The $456 million American network NBC has paid to acquire the television rights for the Olympic Games is tangible proof of this.
In an independent survey conducted by the Sports Message of the IOC to monitor attitudes towards Olympic sponsorship, 86 percent of respondents said that the Olympic Games “would not be viable” without sponsorship, while 82 percent said they favored the Games being sponsored. On a more general basis, 86 percent felt that the Olympics stand for the highest levels of achievement, 83 percent felt the Olympics provide a good model for youngsters, 83 percent said that it is the top sporting event, and 84% said that the Olympics is a symbol of international cooperation.

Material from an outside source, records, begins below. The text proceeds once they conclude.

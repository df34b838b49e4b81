//! reqwest-backed transport

use std::sync::Arc;
use std::time::Duration;

use async_trait::async_trait;
use reqwest::{Client as HttpClient, Url};

use super::{ApiRequest, ApiResponse, Transport};
use crate::error::TransportFailure;
use crate::session::TokenStore;

/// Default request timeout in seconds
pub const DEFAULT_TIMEOUT_SECS: u64 = 30;

/// Transport that talks HTTP to a fixed base URL.
///
/// When built with a [`TokenStore`], the current access token is sent as
/// `Authorization: Bearer <token>` on every request.
#[derive(Clone)]
pub struct HttpTransport {
    http: HttpClient,
    base_url: Url,
    tokens: Option<Arc<TokenStore>>,
}

impl HttpTransport {
    pub fn new(base_url: impl Into<String>, timeout: Duration) -> Result<Self, TransportFailure> {
        let http = HttpClient::builder()
            .timeout(timeout)
            .user_agent(concat!("agrohub/", env!("CARGO_PKG_VERSION")))
            .build()?;

        let base_url = base_url.into();
        let parsed = Url::parse(base_url.trim_end_matches('/'))
            .map_err(|e| TransportFailure::Other(format!("Invalid base URL {base_url}: {e}")))?;
        if parsed.cannot_be_a_base() {
            return Err(TransportFailure::Other(format!(
                "Invalid base URL {base_url}: not a hierarchical URL"
            )));
        }

        Ok(Self {
            http,
            base_url: parsed,
            tokens: None,
        })
    }

    /// Attach bearer tokens from `tokens` to every request.
    pub fn with_tokens(mut self, tokens: Arc<TokenStore>) -> Self {
        self.tokens = Some(tokens);
        self
    }

    pub fn base_url(&self) -> &str {
        self.base_url.as_str()
    }

    /// Base URL with `segments` appended, each percent-encoded.
    fn url(&self, segments: &[String]) -> Result<Url, TransportFailure> {
        let mut url = self.base_url.clone();
        url.path_segments_mut()
            .map_err(|()| TransportFailure::Other(format!("Invalid base URL {}", self.base_url)))?
            .pop_if_empty()
            .extend(segments);
        Ok(url)
    }
}

#[async_trait]
impl Transport for HttpTransport {
    async fn execute(&self, request: ApiRequest) -> Result<ApiResponse, TransportFailure> {
        let url = self.url(&request.segments)?;
        log::debug!("{} {}", request.method, url);

        let mut builder = self.http.request(request.method.clone(), url.clone());
        if !request.query.is_empty() {
            builder = builder.query(&request.query);
        }
        if let Some(body) = &request.body {
            builder = builder.json(body);
        }
        if let Some(tokens) = &self.tokens
            && let Some(token) = tokens.access_token().await
        {
            builder = builder.bearer_auth(token);
        }

        let response = builder.send().await?;
        let status = response.status();

        if !status.is_success() {
            // The body is only used for 400 messages; a read failure is not fatal.
            let body = response.text().await.ok();
            log::debug!("{} {} returned {}", request.method, url, status);
            return Err(TransportFailure::Http {
                status: status.as_u16(),
                body,
            });
        }

        let body = response.text().await?;
        Ok(ApiResponse::new(status.as_u16(), body))
    }
}
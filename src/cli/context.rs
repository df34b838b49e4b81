//! Command execution context
//!
//! Loads configuration, restores the stored session and wires the
//! repositories so handlers only deal with domain calls.

use std::path::{Path, PathBuf};
use std::sync::Arc;

use anyhow::Context;

use agrohub::config::Config;
use agrohub::repository::Repositories;
use agrohub::session::TokenStore;

/// Context for command execution containing config, tokens and repositories.
pub struct CommandContext {
    pub config: Config,
    pub config_path: PathBuf,
    pub tokens: Arc<TokenStore>,
    pub repos: Repositories,
}

impl CommandContext {
    /// Load config (or defaults) and build the repositories.
    pub fn new(config_path: Option<&Path>, base_url_override: Option<&str>) -> anyhow::Result<Self> {
        let config_path = Config::resolve_path(config_path)?;
        let mut config = Config::load_at(&config_path)
            .with_context(|| format!("Failed to load {}", config_path.display()))?;

        if let Some(base_url) = base_url_override {
            config.base_url = base_url.to_string();
        }

        let tokens = Arc::new(TokenStore::with_session(config.session.clone()));
        let repos = Repositories::from_config(&config, tokens.clone())?;

        Ok(Self {
            config,
            config_path,
            tokens,
            repos,
        })
    }

    /// Like [`CommandContext::new`], refreshing an expired access token first.
    ///
    /// Commands still run without a session; the backend decides whether
    /// they need one.
    pub async fn authenticated(
        config_path: Option<&Path>,
        base_url_override: Option<&str>,
    ) -> anyhow::Result<Self> {
        let ctx = Self::new(config_path, base_url_override)?;

        if ctx.config.session.is_some() && !ctx.tokens.is_access_token_valid().await {
            log::info!("Access token expired, refreshing");
            let refreshed = ctx.repos.auth.refresh_token().await;
            // A failed refresh clears the session; persist either outcome.
            ctx.persist_session().await?;
            refreshed?;
        }

        Ok(ctx)
    }

    /// Write the current session back to the config file.
    ///
    /// The file is re-read so command-line overrides are not persisted.
    pub async fn persist_session(&self) -> anyhow::Result<()> {
        let mut config = Config::load_at(&self.config_path)?;
        config.session = self.tokens.session().await;
        config
            .save_to(&self.config_path)
            .with_context(|| format!("Failed to save {}", self.config_path.display()))?;
        Ok(())
    }
}
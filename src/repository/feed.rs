//! Personalized feed with a short-lived cache of the first page

use std::sync::Arc;

use crate::api::{FeedPostDto, PageDto};
use crate::cache::{BoundedTtlCache, CacheCapacity, CacheTtl};
use crate::classify::ErrorMessages;
use crate::error::Result;
use crate::models::{FeedPost, PagedData};
use crate::transport::{ApiRequest, Transport};

use super::support::Endpoint;

/// Cache key for the first feed page
pub const FEED_CACHE_KEY: &str = "current_feed";

pub struct FeedRepository {
    endpoint: Endpoint,
    cache: Arc<BoundedTtlCache<String, Vec<FeedPost>>>,
}

impl FeedRepository {
    pub fn new(transport: Arc<dyn Transport>) -> Self {
        let cache = BoundedTtlCache::new(CacheCapacity::FEED, CacheTtl::FEED);
        Self::with_cache(transport, Arc::new(cache))
    }

    pub fn with_cache(
        transport: Arc<dyn Transport>,
        cache: Arc<BoundedTtlCache<String, Vec<FeedPost>>>,
    ) -> Self {
        let messages = ErrorMessages::new()
            .forbidden("You don't have permission to access the feed")
            .not_found("Feed not found");
        Self {
            endpoint: Endpoint::new(transport, messages, "feed"),
            cache,
        }
    }

    /// Fetch one page of the personalized feed.
    ///
    /// Always goes to the backend. A successful page 0 replaces the cached
    /// snapshot; other pages never touch the cache.
    pub async fn personalized_feed(&self, page: u32, size: u32) -> Result<PagedData<FeedPost>> {
        let dto: PageDto<FeedPostDto> = self
            .endpoint
            .fetch(ApiRequest::get("feed").page(page, size))
            .await?;
        let data = dto.into_domain(FeedPost::from);

        if page == 0 {
            self.cache.put(FEED_CACHE_KEY.to_string(), data.items.clone());
        }
        Ok(data)
    }

    /// The cached first page, or empty when absent or expired.
    pub fn cached_snapshot(&self) -> Vec<FeedPost> {
        self.cache.get(FEED_CACHE_KEY).unwrap_or_default()
    }

    pub fn cache(&self) -> &BoundedTtlCache<String, Vec<FeedPost>> {
        &self.cache
    }
}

Sponsorship in all forms gained such major importance that one can only agree with those who call it the primary source of income for sport. The amounts received by top-level athletes in such diverse sports as tennis, car racing, ice hockey, basketball or football—and the list goes on—exceeded the income of the wealthiest businessmen. The founders of Nike, Americans Philip Knight and Bill Bowermann, who created the sports shoes of the same name, were among the first of their kind to launch a movement that supported specific champions. The heads of other firms did the same, making considerable investments in this highly profitable business in proportion to the popularity of the sports concerned.

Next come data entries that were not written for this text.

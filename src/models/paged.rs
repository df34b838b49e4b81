//! Paged result wrapper

use serde::Serialize;

/// One page of mapped results
#[derive(Debug, Clone, PartialEq, Eq, Serialize)]
pub struct PagedData<T> {
    pub items: Vec<T>,

    /// Zero-based page index
    pub current_page: u32,

    pub page_size: u32,
    pub total_elements: u64,
    pub total_pages: u32,
    pub is_last_page: bool,
}
//! User notifications

use std::sync::Arc;

use crate::api::{NotificationDto, PageDto};
use crate::classify::ErrorMessages;
use crate::error::Result;
use crate::models::{Notification, PagedData};
use crate::transport::{ApiRequest, Transport};

use super::support::Endpoint;

pub struct NotificationRepository {
    endpoint: Endpoint,
}

impl NotificationRepository {
    pub fn new(transport: Arc<dyn Transport>) -> Self {
        let messages = ErrorMessages::new()
            .forbidden("You don't have permission to perform this action")
            .not_found("Notification not found");
        Self {
            endpoint: Endpoint::new(transport, messages, "notification"),
        }
    }

    pub async fn notifications(&self, page: u32, size: u32) -> Result<PagedData<Notification>> {
        self.page("notifications", page, size).await
    }

    pub async fn unread_notifications(&self, page: u32, size: u32) -> Result<PagedData<Notification>> {
        self.page("notifications/unread", page, size).await
    }

    pub async fn mark_as_read(&self, id: i64) -> Result<()> {
        self.endpoint
            .send(ApiRequest::put(format!("notifications/{id}/read")))
            .await
    }

    pub async fn mark_all_as_read(&self) -> Result<()> {
        self.endpoint.send(ApiRequest::put("notifications/read-all")).await
    }

    async fn page(&self, path: &str, page: u32, size: u32) -> Result<PagedData<Notification>> {
        let dto: PageDto<NotificationDto> = self
            .endpoint
            .fetch(ApiRequest::get(path).page(page, size))
            .await?;
        Ok(dto.into_domain(Notification::from))
    }
}
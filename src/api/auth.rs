//! Authentication DTOs

use serde::{Deserialize, Serialize};

#[derive(Debug, Clone, Serialize)]
pub struct RegisterRequest {
    pub email: String,
    pub username: String,
    pub password: String,
}

#[derive(Debug, Clone, Serialize)]
#[serde(rename_all = "camelCase")]
pub struct LoginRequest {
    pub email_or_username: String,
    pub password: String,
}

/// Returned by both login and registration
#[derive(Debug, Clone, Deserialize)]
#[serde(rename_all = "camelCase")]
pub struct LoginResponse {
    pub access_token: String,
    pub refresh_token: String,
    pub user_id: i64,
    pub email: String,
    pub username: String,

    #[serde(default)]
    pub role: String,

    /// Access token lifetime in milliseconds, when the backend sends one
    #[serde(default)]
    pub expires_in: Option<u64>,
}

#[derive(Debug, Clone, Serialize)]
#[serde(rename_all = "camelCase")]
pub struct RefreshTokenRequest {
    pub refresh_token: String,
}

#[derive(Debug, Clone, Deserialize)]
#[serde(rename_all = "camelCase")]
pub struct RefreshTokenResponse {
    pub access_token: String,

    #[serde(default)]
    pub token_type: Option<String>,

    #[serde(default)]
    pub expires_in: Option<u64>,
}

Even though the IOC does not allow advertising billboards in the fields of play, sport and publicity have always maintained a fruitful synergy. For example, cycling already constituted a major source of publicity for bicycle manufacturers. At the time, it had become a popular sport owing to the arrival of new techniques developed during the industrial revolution. Little by little, tires replaced wooden wheels, thanks to the imagination of John Boyd Dunlop, the inventor of the pneumatic rubber surrounds for vehicle wheels in 1888, and that of Edouard Michelin, creator of the first removable bicycle tire in 1891.
The effect of publicity, created by the success of the Tour de France, held for the first time in 1903, has a decisive influence on this development.

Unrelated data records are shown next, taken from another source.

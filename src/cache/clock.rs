//! Time sources for cache entries

use std::sync::atomic::{AtomicI64, Ordering};
use std::time::Duration;

use chrono::Utc;

/// Millisecond wall clock used to stamp and age cache entries.
pub trait Clock: Send + Sync {
    fn now_millis(&self) -> i64;
}

/// Wall clock backed by the system time
#[derive(Debug, Default, Clone, Copy)]
pub struct SystemClock;

impl Clock for SystemClock {
    fn now_millis(&self) -> i64 {
        Utc::now().timestamp_millis()
    }
}

/// Manually driven clock for simulating elapsed time.
#[derive(Debug, Default)]
pub struct ManualClock {
    now: AtomicI64,
}

impl ManualClock {
    pub fn new(start_millis: i64) -> Self {
        Self {
            now: AtomicI64::new(start_millis),
        }
    }

    /// Move the clock forward.
    pub fn advance(&self, by: Duration) {
        let millis = i64::try_from(by.as_millis()).unwrap_or(i64::MAX);
        self.now.fetch_add(millis, Ordering::SeqCst);
    }

    pub fn set(&self, millis: i64) {
        self.now.store(millis, Ordering::SeqCst);
    }
}

impl Clock for ManualClock {
    fn now_millis(&self) -> i64 {
        self.now.load(Ordering::SeqCst)
    }
}

#[cfg(test)]
mod tests {
    use super::*;

    #[test]
    fn test_manual_clock_advances() {
        let clock = ManualClock::new(1_000);
        clock.advance(Duration::from_millis(250));
        assert_eq!(clock.now_millis(), 1_250);

        clock.set(5);
        assert_eq!(clock.now_millis(), 5);
    }

    #[test]
    fn test_system_clock_is_recent() {
        let now = SystemClock.now_millis();
        // After 2020-01-01
        assert!(now > 1_577_836_800_000);
    }
}
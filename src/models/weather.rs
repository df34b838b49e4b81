//! Weather forecast models

use serde::Serialize;

/// Multi-day forecast for one location
#[derive(Debug, Clone, PartialEq, Serialize)]
pub struct WeatherForecast {
    pub location: Option<WeatherLocation>,
    pub current: Option<CurrentConditions>,
    pub days: Vec<ForecastDay>,
    pub alerts: Vec<WeatherAlert>,
}

#[derive(Debug, Clone, PartialEq, Serialize)]
pub struct WeatherLocation {
    pub name: String,
    pub region: String,
    pub country: String,
    pub local_time: Option<String>,
}

#[derive(Debug, Clone, PartialEq, Serialize)]
pub struct CurrentConditions {
    pub temp_c: Option<f64>,
    pub feels_like_c: Option<f64>,
    pub condition: Option<String>,
    pub humidity: Option<u32>,
    pub wind_kph: Option<f64>,
    pub uv: Option<f64>,
}

#[derive(Debug, Clone, PartialEq, Serialize)]
pub struct ForecastDay {
    pub date: String,
    pub max_temp_c: Option<f64>,
    pub min_temp_c: Option<f64>,
    pub avg_humidity: Option<u32>,
    pub chance_of_rain: Option<u32>,
    pub condition: Option<String>,
}

#[derive(Debug, Clone, PartialEq, Serialize)]
pub struct WeatherAlert {
    pub headline: String,
    pub severity: Option<String>,
    pub event: Option<String>,
    pub description: Option<String>,
}
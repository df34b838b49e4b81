//! User profile models

use chrono::NaiveDateTime;
use serde::Serialize;

/// A user profile as shown to callers.
///
/// Optional text fields the backend leaves null become empty strings.
#[derive(Debug, Clone, PartialEq, Eq, Serialize)]
pub struct User {
    pub id: i64,
    pub email: String,
    pub username: String,
    pub name: String,
    pub bio: String,
    pub avatar_url: Option<String>,
    pub location: String,
    pub website: Option<String>,
    pub created_at: NaiveDateTime,
    pub updated_at: Option<NaiveDateTime>,
}

/// Editable profile fields for create/update requests
#[derive(Debug, Clone, Default, PartialEq, Eq, Serialize)]
#[serde(rename_all = "camelCase")]
pub struct ProfileInput {
    pub name: Option<String>,
    pub bio: Option<String>,
    pub avatar_url: Option<String>,
    pub location: Option<String>,
    pub website: Option<String>,
}

impl ProfileInput {
    pub fn new() -> Self {
        Self::default()
    }

    pub fn name(mut self, name: impl Into<String>) -> Self {
        self.name = Some(name.into());
        self
    }

    pub fn bio(mut self, bio: impl Into<String>) -> Self {
        self.bio = Some(bio.into());
        self
    }

    pub fn avatar_url(mut self, url: impl Into<String>) -> Self {
        self.avatar_url = Some(url.into());
        self
    }

    pub fn location(mut self, location: impl Into<String>) -> Self {
        self.location = Some(location.into());
        self
    }

    pub fn website(mut self, website: impl Into<String>) -> Self {
        self.website = Some(website.into());
        self
    }
}
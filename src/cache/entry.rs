//! Timestamped cache entries

/// An immutable (value, inserted-at) pair. Entries are replaced, never mutated.
#[derive(Debug, Clone, PartialEq, Eq)]
pub struct TimedEntry<V> {
    value: V,
    inserted_at_millis: i64,
}

impl<V> TimedEntry<V> {
    pub fn new(value: V, inserted_at_millis: i64) -> Self {
        Self {
            value,
            inserted_at_millis,
        }
    }

    pub fn value(&self) -> &V {
        &self.value
    }

    pub fn inserted_at_millis(&self) -> i64 {
        self.inserted_at_millis
    }

    /// Whether the entry is younger than `ttl_millis` at `now_millis`.
    pub fn is_fresh(&self, now_millis: i64, ttl_millis: i64) -> bool {
        now_millis.saturating_sub(self.inserted_at_millis) < ttl_millis
    }
}

#[cfg(test)]
mod tests {
    use super::*;

    #[test]
    fn test_fresh_until_ttl_elapses() {
        let entry = TimedEntry::new("v", 1_000);
        assert!(entry.is_fresh(1_000, 500));
        assert!(entry.is_fresh(1_499, 500));
        assert!(!entry.is_fresh(1_500, 500));
    }
}
//! User profiles with a per-id cache

use std::sync::Arc;

use crate::api::{PageDto, UserProfileDto};
use crate::cache::{BoundedTtlCache, CacheCapacity, CacheTtl};
use crate::classify::ErrorMessages;
use crate::error::Result;
use crate::models::{PagedData, ProfileInput, User};
use crate::transport::{ApiRequest, Transport};

use super::support::{Endpoint, cache_aside, require_text};

pub struct UserRepository {
    endpoint: Endpoint,
    cache: Arc<BoundedTtlCache<i64, User>>,
}

impl UserRepository {
    pub fn new(transport: Arc<dyn Transport>) -> Self {
        let cache = BoundedTtlCache::new(CacheCapacity::USERS, CacheTtl::USERS);
        Self::with_cache(transport, Arc::new(cache))
    }

    pub fn with_cache(transport: Arc<dyn Transport>, cache: Arc<BoundedTtlCache<i64, User>>) -> Self {
        let messages = ErrorMessages::new()
            .forbidden("Access denied")
            .not_found("User not found")
            .conflict("User already exists");
        Self {
            endpoint: Endpoint::new(transport, messages, "user"),
            cache,
        }
    }

    pub fn cache(&self) -> &BoundedTtlCache<i64, User> {
        &self.cache
    }

    /// Create the caller's profile and cache it under the new id.
    pub async fn create_profile(&self, input: ProfileInput) -> Result<User> {
        let request = ApiRequest::post("users").json(&input)?;
        let user = self.fetch_user(request).await?;
        self.cache.put(user.id, user.clone());
        Ok(user)
    }

    /// Update a profile; the cached entry is replaced with the response.
    pub async fn update_profile(&self, id: i64, input: ProfileInput) -> Result<User> {
        let request = ApiRequest::put(format!("users/{id}")).json(&input)?;
        let user = self.fetch_user(request).await?;
        self.cache.replace(id, user.clone());
        Ok(user)
    }

    /// The signed-in user. Always fetched; the result is cached by id.
    pub async fn current_user(&self) -> Result<User> {
        let user = self.fetch_user(ApiRequest::get("users/me")).await?;
        self.cache.put(user.id, user.clone());
        Ok(user)
    }

    pub async fn user_by_id(&self, id: i64) -> Result<User> {
        cache_aside(&self.cache, id, || {
            self.fetch_user(ApiRequest::get(format!("users/{id}")))
        })
        .await
    }

    pub async fn user_by_username(&self, username: &str) -> Result<User> {
        let username = require_text(username, "Username cannot be empty")?;
        let user = self
            .fetch_user(ApiRequest::get("users/username").segment(username))
            .await?;
        self.cache.put(user.id, user.clone());
        Ok(user)
    }

    /// Search users by name or username. Every hit is cached by id.
    pub async fn search_users(&self, query: &str, page: u32, size: u32) -> Result<PagedData<User>> {
        let query = require_text(query, "Search query cannot be empty")?;
        let dto: PageDto<UserProfileDto> = self
            .endpoint
            .fetch(ApiRequest::get("users/search").query("query", query).page(page, size))
            .await?;

        let data = dto.into_domain(User::from);
        for user in &data.items {
            self.cache.put(user.id, user.clone());
        }
        Ok(data)
    }

    async fn fetch_user(&self, request: ApiRequest) -> Result<User> {
        let dto: UserProfileDto = self.endpoint.fetch(request).await?;
        Ok(User::from(dto))
    }
}
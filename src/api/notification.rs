//! Notification DTO

use serde::Deserialize;

use super::timestamp_or_epoch;
use crate::models::{Notification, NotificationActor, NotificationType};

#[derive(Debug, Clone, Deserialize)]
#[serde(rename_all = "camelCase")]
pub struct NotificationDto {
    pub id: i64,
    pub user_id: i64,

    /// LIKE, COMMENT or FOLLOW
    #[serde(rename = "type")]
    pub kind: String,

    pub actor_id: i64,
    pub actor_username: String,

    #[serde(default)]
    pub actor_avatar_url: Option<String>,

    #[serde(default)]
    pub post_id: Option<i64>,

    #[serde(default)]
    pub message: String,

    #[serde(default)]
    pub is_read: bool,

    pub created_at: String,
}

impl From<NotificationDto> for Notification {
    fn from(dto: NotificationDto) -> Self {
        Notification {
            id: dto.id,
            kind: NotificationType::parse(&dto.kind),
            actor: NotificationActor {
                id: dto.actor_id,
                username: dto.actor_username,
                avatar_url: dto.actor_avatar_url,
            },
            post_id: dto.post_id,
            message: dto.message,
            is_read: dto.is_read,
            created_at: timestamp_or_epoch(&dto.created_at),
        }
    }
}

Sports is an extraordinary vehicle for the promotion of ideas, products and myths, and of social and sometimes also political promotion. It offers frequently unused possibilities for cooperation between the International Olympic Committee, the International Federations, the National Olympic Committees, international organizations such as WHO and UNESCO, and the sporting goods industry.
The reality facing the IOC in the seventies was simply that it must sink or swim. The Games were becoming even more expensive to stage and there was not enough income to pay for them. Montreal in 1976 was a financial catastrophe which the good citizens of that city have had to pay for ever since; Moscow managed thanks to massive state support, and by 1984, only Los Angeles was brave enough to accept what was increasingly a poisoned chalice.
Fees for TV rights were first negotiated as far back as the London Games in 1948. But, it was not until the Games became truly global in Tokyo 1964, with the first satellite link-up, that TV rights contracts evolved into an important revenue source for the IOC and provided a mechanism to expand Olympic involvement. IOC policy, as staged in the Olympic Charter, awards the Games broadcast rights to those broadcasters who offer the greatest audience, free of charge, rather than the largest check.